Isaiah asks us, “Why do you spend your money for that which is not bread, and your labor for that which does not satisfy? Listen carefully to me, and eat what is good, and delight yourselves in rich food.”

In her book Overwhelmed, journalist Brigid Schulte shares this shocking fact: “The average high school kid today experiences the same level of anxiety as the average psychiatric patient of the 1950s.” What’s more, stress in children “can alter not only their neurological and hormonal systems but also their very DNA.”

As it turns out, we have created a culture that is literally making our kids sick and actively rewiring them, and not for the better. We may have smartphones and advanced placement and conspicuous consumption, but we are not very wise. We focus on what doesn’t matter first, and we get around to what matters more than anything else only if we have the time. We spend our money for that which is not bread, and our labor for what does not satisfy.

But what if it does not have to be this way? In Lent we are called to turn away from the things that can never love us back and toward that which is good and rich—that which can fill us. Counter to the narrative we often write for ourselves, however, we are not called by a God who speaks to us casually, without urgency. We are called by a God with time-sensitive conviction.

In this week’s Gospel passage Jesus tells a story about a fig tree, a gardener, and a landowner. Year after year the tree fails to bear fruit. Tired of wasting good soil, the landowner tells the gardener to cut it down. But the gardener refuses to give up and negotiates for a one-year reprieve for the tree. They pledge to take care of it and shore it up with good soil. If even after all of that it does not bear good fruit, the gardener says, then you can cut it down.

I often want to ask people I know, people who feel overwhelmed by the demands of life, why they keep living like this. Why do you make the choices that leave you overextended and exhausted? Do you want to live a life utterly devoid of abundant new fruit? Why do you give the best of yourself to the things that can never love you back?

We all want to believe that we have infinite time to start loving the right things, eating that which will satisfy us, and bearing good fruit.
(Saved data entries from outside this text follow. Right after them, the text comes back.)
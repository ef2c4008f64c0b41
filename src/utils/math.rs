//! Fixed-point arithmetic and mathematical utilities.
//!
//! All amounts are `u128` integers in an asset's native precision. Products
//! of two amounts are taken in 256 bits and only the final quotient must fit
//! back into `u128`. Every operation here is checked: overflow surfaces as
//! [`Error::Overflow`] and underflow as [`Error::ArithmeticUnderflow`], never
//! as a wrap or a panic.

pub use primitive_types::U256;

use crate::error::{Error, Result};
use crate::utils::constants::{FLASH_FEE_DENOMINATOR, FLASH_FEE_NUMERATOR, MAX_DECIMALS};

// ═══════════════════════════════════════════════════════════════════════════════
// SAFE ARITHMETIC OPERATIONS
// ═══════════════════════════════════════════════════════════════════════════════

/// Safe addition with overflow check
pub fn safe_add(a: u128, b: u128) -> Result<u128> {
    a.checked_add(b).ok_or(Error::Overflow {
        operation: format!("{} + {}", a, b),
    })
}

/// Safe subtraction with underflow check
pub fn safe_sub(a: u128, b: u128) -> Result<u128> {
    a.checked_sub(b).ok_or(Error::ArithmeticUnderflow {
        operation: format!("{} - {}", a, b),
    })
}

/// Safe multiplication with overflow check
pub fn safe_mul(a: u128, b: u128) -> Result<u128> {
    a.checked_mul(b).ok_or(Error::Overflow {
        operation: format!("{} * {}", a, b),
    })
}

/// Safe division with zero check
pub fn safe_div(a: u128, b: u128) -> Result<u128> {
    if b == 0 {
        return Err(Error::InvalidParameter {
            name: "divisor".into(),
            reason: "division by zero".into(),
        });
    }
    Ok(a / b)
}

/// Division rounding toward positive infinity
pub fn ceil_div(a: u128, b: u128) -> Result<u128> {
    let quotient = safe_div(a, b)?;
    if a % b == 0 {
        Ok(quotient)
    } else {
        Ok(quotient + 1)
    }
}

/// Computes `floor(a * b / c)` with a 256-bit intermediate
pub fn mul_div(a: u128, b: u128, c: u128) -> Result<u128> {
    let quotient = wide_div(wide_mul(a, b), U256::from(c))?;
    narrow(quotient, || format!("{} * {} / {}", a, b, c))
}

/// Computes `ceil(a * b / c)` with a 256-bit intermediate
pub fn mul_div_up(a: u128, b: u128, c: u128) -> Result<u128> {
    let product = wide_mul(a, b);
    let divisor = U256::from(c);
    let mut quotient = wide_div(product, divisor)?;
    if !(product % divisor).is_zero() {
        // quotient < product, so this cannot wrap
        quotient += U256::one();
    }
    narrow(quotient, || format!("ceil({} * {} / {})", a, b, c))
}

// ═══════════════════════════════════════════════════════════════════════════════
// WIDE ARITHMETIC
// ═══════════════════════════════════════════════════════════════════════════════

/// Exact product of two amounts; never overflows 256 bits
pub fn wide_mul(a: u128, b: u128) -> U256 {
    U256::from(a) * U256::from(b)
}

/// Checked 256-bit addition
pub fn wide_add(a: U256, b: U256) -> Result<U256> {
    a.checked_add(b).ok_or(Error::Overflow {
        operation: format!("{} + {}", a, b),
    })
}

/// Checked 256-bit subtraction
pub fn wide_sub(a: U256, b: U256) -> Result<U256> {
    a.checked_sub(b).ok_or(Error::ArithmeticUnderflow {
        operation: format!("{} - {}", a, b),
    })
}

/// Checked 256-bit multiplication
pub fn wide_checked_mul(a: U256, b: U256) -> Result<U256> {
    a.checked_mul(b).ok_or(Error::Overflow {
        operation: format!("{} * {}", a, b),
    })
}

/// `floor(numerator / denominator)` in 256 bits
pub fn wide_div(numerator: U256, denominator: U256) -> Result<U256> {
    if denominator.is_zero() {
        return Err(Error::InvalidParameter {
            name: "divisor".into(),
            reason: "division by zero".into(),
        });
    }
    Ok(numerator / denominator)
}

/// Convert back to `u128`, failing with `Overflow` when the value does not fit
pub fn narrow<F: FnOnce() -> String>(value: U256, operation: F) -> Result<u128> {
    if value > U256::from(u128::MAX) {
        return Err(Error::Overflow {
            operation: operation(),
        });
    }
    Ok(value.as_u128())
}

/// `10^exponent` as u128
pub fn pow10(exponent: u8) -> Result<u128> {
    if exponent > MAX_DECIMALS {
        return Err(Error::Overflow {
            operation: format!("10^{}", exponent),
        });
    }
    10u128.checked_pow(exponent as u32).ok_or(Error::Overflow {
        operation: format!("10^{}", exponent),
    })
}

// ═══════════════════════════════════════════════════════════════════════════════
// DECIMAL SCALER
// ═══════════════════════════════════════════════════════════════════════════════

/// Convert `amount` from `from_decimals` precision to `to_decimals` precision.
///
/// Scaling up multiplies by `10^(to - from)`. Scaling down divides by
/// `10^(from - to)` and truncates, so only up-then-down round trips are exact.
pub fn scale_decimals(amount: u128, from_decimals: u8, to_decimals: u8) -> Result<u128> {
    if to_decimals >= from_decimals {
        safe_mul(amount, pow10(to_decimals - from_decimals)?)
    } else {
        safe_div(amount, pow10(from_decimals - to_decimals)?)
    }
}

// ═══════════════════════════════════════════════════════════════════════════════
// FEE CALCULATIONS
// ═══════════════════════════════════════════════════════════════════════════════

/// Flash-loan fee: `floor(3 * amount / 997) + 1`.
///
/// The `+ 1` covers the truncation so the lender is never underpaid.
pub fn flash_fee(amount: u128) -> Result<u128> {
    safe_add(mul_div(amount, FLASH_FEE_NUMERATOR, FLASH_FEE_DENOMINATOR)?, 1)
}

/// Principal plus flash fee
pub fn flash_repayment(amount: u128) -> Result<u128> {
    safe_add(amount, flash_fee(amount)?)
}

// ═══════════════════════════════════════════════════════════════════════════════
// CONSTANT PRODUCT
// ═══════════════════════════════════════════════════════════════════════════════

/// Output of a constant-product swap: `amount_in * reserve_out / (reserve_in + amount_in)`
pub fn constant_product_out(amount_in: u128, reserve_in: u128, reserve_out: u128) -> Result<u128> {
    let denominator = safe_add(reserve_in, amount_in)?;
    mul_div(amount_in, reserve_out, denominator)
}

#[cfg(test)]
mod tests {
    use super::*;

    #[test]
    fn test_safe_arithmetic() {
        assert!(safe_add(1, 2).is_ok());
        assert!(safe_add(u128::MAX, 1).is_err());

        assert!(safe_sub(5, 3).is_ok());
        assert!(matches!(
            safe_sub(3, 5),
            Err(Error::ArithmeticUnderflow { .. })
        ));

        assert!(safe_mul(100, 200).is_ok());
        assert!(safe_mul(u128::MAX, 2).is_err());

        assert!(safe_div(100, 10).is_ok());
        assert!(safe_div(100, 0).is_err());
    }

    #[test]
    fn test_ceil_div() {
        assert_eq!(ceil_div(10, 5).unwrap(), 2);
        assert_eq!(ceil_div(11, 5).unwrap(), 3);
        assert_eq!(ceil_div(0, 5).unwrap(), 0);
        assert!(ceil_div(1, 0).is_err());
    }

    #[test]
    fn test_mul_div_rounding() {
        assert_eq!(mul_div(10, 1, 6).unwrap(), 1);
        assert_eq!(mul_div_up(10, 1, 6).unwrap(), 2);
        assert_eq!(mul_div_up(12, 1, 6).unwrap(), 2);
    }

    #[test]
    fn test_mul_div_wide_intermediate() {
        const WAD: u128 = 1_000_000_000_000_000_000;
        // 1M units at 18 decimals times a 18-decimal price exceeds u128
        assert_eq!(
            mul_div_up(1_000_000 * WAD, WAD / 2000, WAD).unwrap(),
            500 * WAD
        );
        assert_eq!(mul_div(u128::MAX, u128::MAX, u128::MAX).unwrap(), u128::MAX);
        assert!(matches!(mul_div(u128::MAX, 2, 1), Err(Error::Overflow { .. })));
        assert!(mul_div_up(1, 1, 0).is_err());
    }

    #[test]
    fn test_wide_mul() {
        assert_eq!(wide_mul(u128::MAX, 2), U256::from(u128::MAX) * U256::from(2u8));
        assert_eq!(narrow(wide_mul(3, 4), String::new).unwrap(), 12);
        assert!(narrow(wide_mul(u128::MAX, 2), String::new).is_err());
        assert!(wide_checked_mul(U256::MAX, U256::from(2u8)).is_err());
        assert!(wide_add(U256::MAX, U256::one()).is_err());
        assert!(matches!(
            wide_sub(U256::zero(), U256::one()),
            Err(Error::ArithmeticUnderflow { .. })
        ));
    }

    #[test]
    fn test_scale_decimals() {
        assert_eq!(scale_decimals(3_000_000, 6, 18).unwrap(), 3 * 10u128.pow(18));
        assert_eq!(scale_decimals(3 * 10u128.pow(18), 18, 6).unwrap(), 3_000_000);
        // Downscaling truncates
        assert_eq!(scale_decimals(1_999_999, 6, 0).unwrap(), 1);
        assert_eq!(scale_decimals(42, 8, 8).unwrap(), 42);
        assert!(scale_decimals(u128::MAX, 0, 18).is_err());
        assert!(scale_decimals(1, 0, 39).is_err());
    }

    #[test]
    fn test_flash_fee() {
        assert_eq!(flash_fee(0).unwrap(), 1);
        assert_eq!(flash_fee(997).unwrap(), 4);
        assert_eq!(flash_fee(6_000_000_000).unwrap(), 18_054_163);
        assert_eq!(flash_repayment(6_000_000_000).unwrap(), 6_018_054_163);
    }

    #[test]
    fn test_constant_product_out() {
        // 10 * 1 / (5 + 1) = 1.66.. truncated
        assert_eq!(constant_product_out(1, 5, 10).unwrap(), 1);
        assert_eq!(constant_product_out(5, 5, 10).unwrap(), 5);
    }
}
But despite the urgency that defines the rest of our lives, scheduling everything from the car pool to the 401(k) contribution, we respond to Christ’s call to transformation by hesitating. There is always tomorrow.

In Lent, pastors have a unique call to preach with urgency. Our transformation can no longer wait. We have failed to bear good fruit for far too long, choosing instead to focus on those things that will not bring us joy. The good news for both preacher and congregation is that there is great freedom in proclaiming to the people of God that they no longer have to wait to focus on what matters the most. Now is the time to put first things first—no excuses.

This urgency does not come from a fear that God will smite us. I do not believe that God wants to destroy us the way the landowner wants to destroy the dormant fig tree. But I do believe that Jesus speaks with urgency because he knows how quickly most of us are destroying ourselves. And I believe God wants better for us than that.

God wants us to have new life, and this life will begin only when we put our spiritual houses—and our priorities—back in order. Only when we embrace God’s call on our lives will we find that we can once again bear spiritual fruit. That will happen when we start telling one another the hard truth: the clock is ticking, the time is now, and life is too short to waste another minute on what can never love us back.

E. Carrington Heath

E. Carrington Heath is senior pastor of the Congregational Church in Exeter, New Hampshire, and author of Courageous Faith.